The Trezor is a physical device made by the Czech company SatoshiLabs that keeps a user's private keys isolated from internet-connected computers and phones, exposing them only briefly inside the device itself to sign a transaction before sending the signed result back out. Launched in July 2014 as the Trezor Model One, it is widely credited as the first hardware wallet ever brought to market, predating better-known rivals by roughly a year.
Setup generates a recovery seed phrase of 12 to 24 words following the BIP39 standard, a format Trezor itself helped establish and that most other hardware and software wallets now use. That seed can restore all associated coins on a new device if the original is lost, damaged, or stolen, which is why it should be written down offline and never photographed or typed into a computer. Every outgoing transaction requires physical confirmation on the device's screen or buttons, and an optional passphrase can add a hidden extra wallet on top of the standard seed for further protection.

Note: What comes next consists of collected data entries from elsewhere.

use crate::utils::util::Result;
use rust_htslib::{bcf, bgzf};
use std::{
    fs::File,
    io::{self, BufWriter, Write},
};

#[derive(Debug, Clone, Copy, PartialEq, Eq)]
pub enum OutputType {
    Vcf,
    BgzfVcf,
}

type OutputIndexSpec = (&'static str, bcf::index::Type);

impl OutputType {
    fn output_index_spec(&self) -> Option<OutputIndexSpec> {
        match self {
            Self::Vcf => None,
            Self::BgzfVcf => Some(("tabix", bcf::index::Type::Tbx)),
        }
    }
}

/// Line-oriented VCF text sink writing to a file or standard output, optionally BGZF compressed.
pub struct VcfWriter {
    writer: BufWriter<Box<dyn Write>>,
    pub output_type: OutputType,
    pub lines_written: u64,
}

impl VcfWriter {
    fn resolve_output_type(output_type: Option<OutputType>, output: Option<&str>) -> OutputType {
        match (output_type, output) {
            (Some(output_type), _) => output_type,
            (None, Some(path)) => Self::infer_output_type_from_extension(path),
            (None, None) => OutputType::Vcf,
        }
    }

    fn infer_output_type_from_extension(path: &str) -> OutputType {
        let path_lower = path.to_lowercase();
        match path_lower.as_str() {
            s if s.ends_with(".vcf.gz") || s.ends_with(".vcf.bgz") => OutputType::BgzfVcf,
            _ => OutputType::Vcf,
        }
    }

    pub fn output_index_spec_for_target(
        output_type: Option<OutputType>,
        output: Option<&str>,
    ) -> Option<OutputIndexSpec> {
        if output.is_none() {
            return None;
        }
        Self::resolve_output_type(output_type, output).output_index_spec()
    }

    pub fn build_output_index(output_type: Option<OutputType>, output: Option<&str>) -> Result<()> {
        let Some(path) = output else {
            return Ok(());
        };
        let Some((index_name, index_type)) =
            Self::output_index_spec_for_target(output_type, output)
        else {
            return Ok(());
        };

        log::debug!("Writer: Building {} index for output {}", index_name, path);
        bcf::index::build(path, None, 1, index_type).map_err(|error| {
            crate::vcfclean_error!(
                "Failed to build {} index for output {}: {}",
                index_name,
                path,
                error
            )
        })?;
        Ok(())
    }

    pub fn new(output_type: Option<OutputType>, output: Option<&str>) -> Result<Self> {
        let output_type = Self::resolve_output_type(output_type, output);
        log::trace!("{:?}", &output_type);

        let inner: Box<dyn Write> = match (output, output_type) {
            (Some(path), OutputType::Vcf) => Box::new(File::create(path).map_err(|e| {
                crate::vcfclean_error!("Failed to create output file {}: {}", path, e)
            })?),
            (Some(path), OutputType::BgzfVcf) => {
                Box::new(bgzf::Writer::from_path(path).map_err(|e| {
                    crate::vcfclean_error!("Failed to create BGZF writer for {}: {}", path, e)
                })?)
            }
            (None, OutputType::Vcf) => Box::new(io::stdout()),
            (None, OutputType::BgzfVcf) => Box::new(bgzf::Writer::from_stdout().map_err(|e| {
                crate::vcfclean_error!("Failed to create BGZF writer for standard output: {}", e)
            })?),
        };

        Ok(VcfWriter {
            writer: BufWriter::new(inner),
            output_type,
            lines_written: 0,
        })
    }

    /// Writes one line verbatim; the line carries its own terminator.
    pub fn write_line(&mut self, line: &str) -> Result<()> {
        self.writer.write_all(line.as_bytes())?;
        self.lines_written += 1;
        Ok(())
    }

    /// Flushes buffered output and closes the underlying stream.
    pub fn finish(mut self) -> Result<()> {
        self.writer.flush()?;
        log::trace!("Writer: wrote {} lines", self.lines_written);
        Ok(())
    }
}

#[cfg(test)]
mod tests {
    use super::*;
    use flate2::read::MultiGzDecoder;
    use std::{fs, io::Read};

    fn create_temp_path(ext: &str) -> String {
        let (_, path) = tempfile::Builder::new()
            .prefix("vcfclean_test_vcf_writer_")
            .suffix(&format!(".{ext}"))
            .tempfile()
            .expect("temp file should be creatable")
            .keep()
            .expect("temp file should be persistable");
        path.to_string_lossy().into_owned()
    }

    #[test]
    fn output_type_is_inferred_from_extension() {
        assert_eq!(
            VcfWriter::resolve_output_type(None, Some("out.vcf.gz")),
            OutputType::BgzfVcf
        );
        assert_eq!(
            VcfWriter::resolve_output_type(None, Some("OUT.VCF.BGZ")),
            OutputType::BgzfVcf
        );
        assert_eq!(
            VcfWriter::resolve_output_type(None, Some("out.vcf")),
            OutputType::Vcf
        );
        assert_eq!(VcfWriter::resolve_output_type(None, None), OutputType::Vcf);
        assert_eq!(
            VcfWriter::resolve_output_type(Some(OutputType::Vcf), Some("out.vcf.gz")),
            OutputType::Vcf
        );
    }

    #[test]
    fn output_index_spec_is_generated_for_compressed_file_output() {
        let index_spec = VcfWriter::output_index_spec_for_target(None, Some("out.vcf.gz"));
        assert!(matches!(index_spec, Some(("tabix", bcf::index::Type::Tbx))));
    }

    #[test]
    fn output_index_spec_is_none_for_uncompressed_or_stdout_output() {
        assert!(VcfWriter::output_index_spec_for_target(None, Some("out.vcf")).is_none());
        assert!(VcfWriter::output_index_spec_for_target(None, None).is_none());
        assert!(VcfWriter::output_index_spec_for_target(Some(OutputType::BgzfVcf), None).is_none());
    }

    #[test]
    fn uncompressed_writer_writes_lines_verbatim() -> Result<()> {
        let out_path = create_temp_path("vcf");
        let mut writer = VcfWriter::new(None, Some(out_path.as_str()))?;
        writer.write_line("##fileformat=VCFv4.2\n")?;
        writer.write_line("chr1\t1\t.\tA\tC\r\n")?;
        assert_eq!(writer.lines_written, 2);
        writer.finish()?;

        assert_eq!(
            fs::read_to_string(&out_path)?,
            "##fileformat=VCFv4.2\nchr1\t1\t.\tA\tC\r\n"
        );
        fs::remove_file(out_path)?;
        Ok(())
    }

    #[test]
    fn bgzf_writer_output_decompresses_to_same_text() -> Result<()> {
        let out_path = create_temp_path("vcf.gz");
        let mut writer = VcfWriter::new(None, Some(out_path.as_str()))?;
        assert_eq!(writer.output_type, OutputType::BgzfVcf);
        writer.write_line("##fileformat=VCFv4.2\n")?;
        writer.write_line("chr1\t1\t.\tA\tC\n")?;
        writer.finish()?;

        let mut contents = String::new();
        MultiGzDecoder::new(File::open(&out_path)?).read_to_string(&mut contents)?;
        assert_eq!(contents, "##fileformat=VCFv4.2\nchr1\t1\t.\tA\tC\n");
        fs::remove_file(out_path)?;
        Ok(())
    }
}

The current lineup runs from the button-operated Trezor Safe 3 through the touchscreen Safe 5 to the Bluetooth-enabled Safe 7, all of which pair with the Trezor Suite app and support thousands of coins and tokens across many blockchains, including Bitcoin. Unlike some competitors, Trezor's firmware and hardware designs stay fully open source, letting independent researchers audit and verify the security claims.
Because private keys never leave the device, a Trezor gives strong protection against remote hacking and malware, but users remain fully responsible for safeguarding the physical unit and, especially, its recovery seed.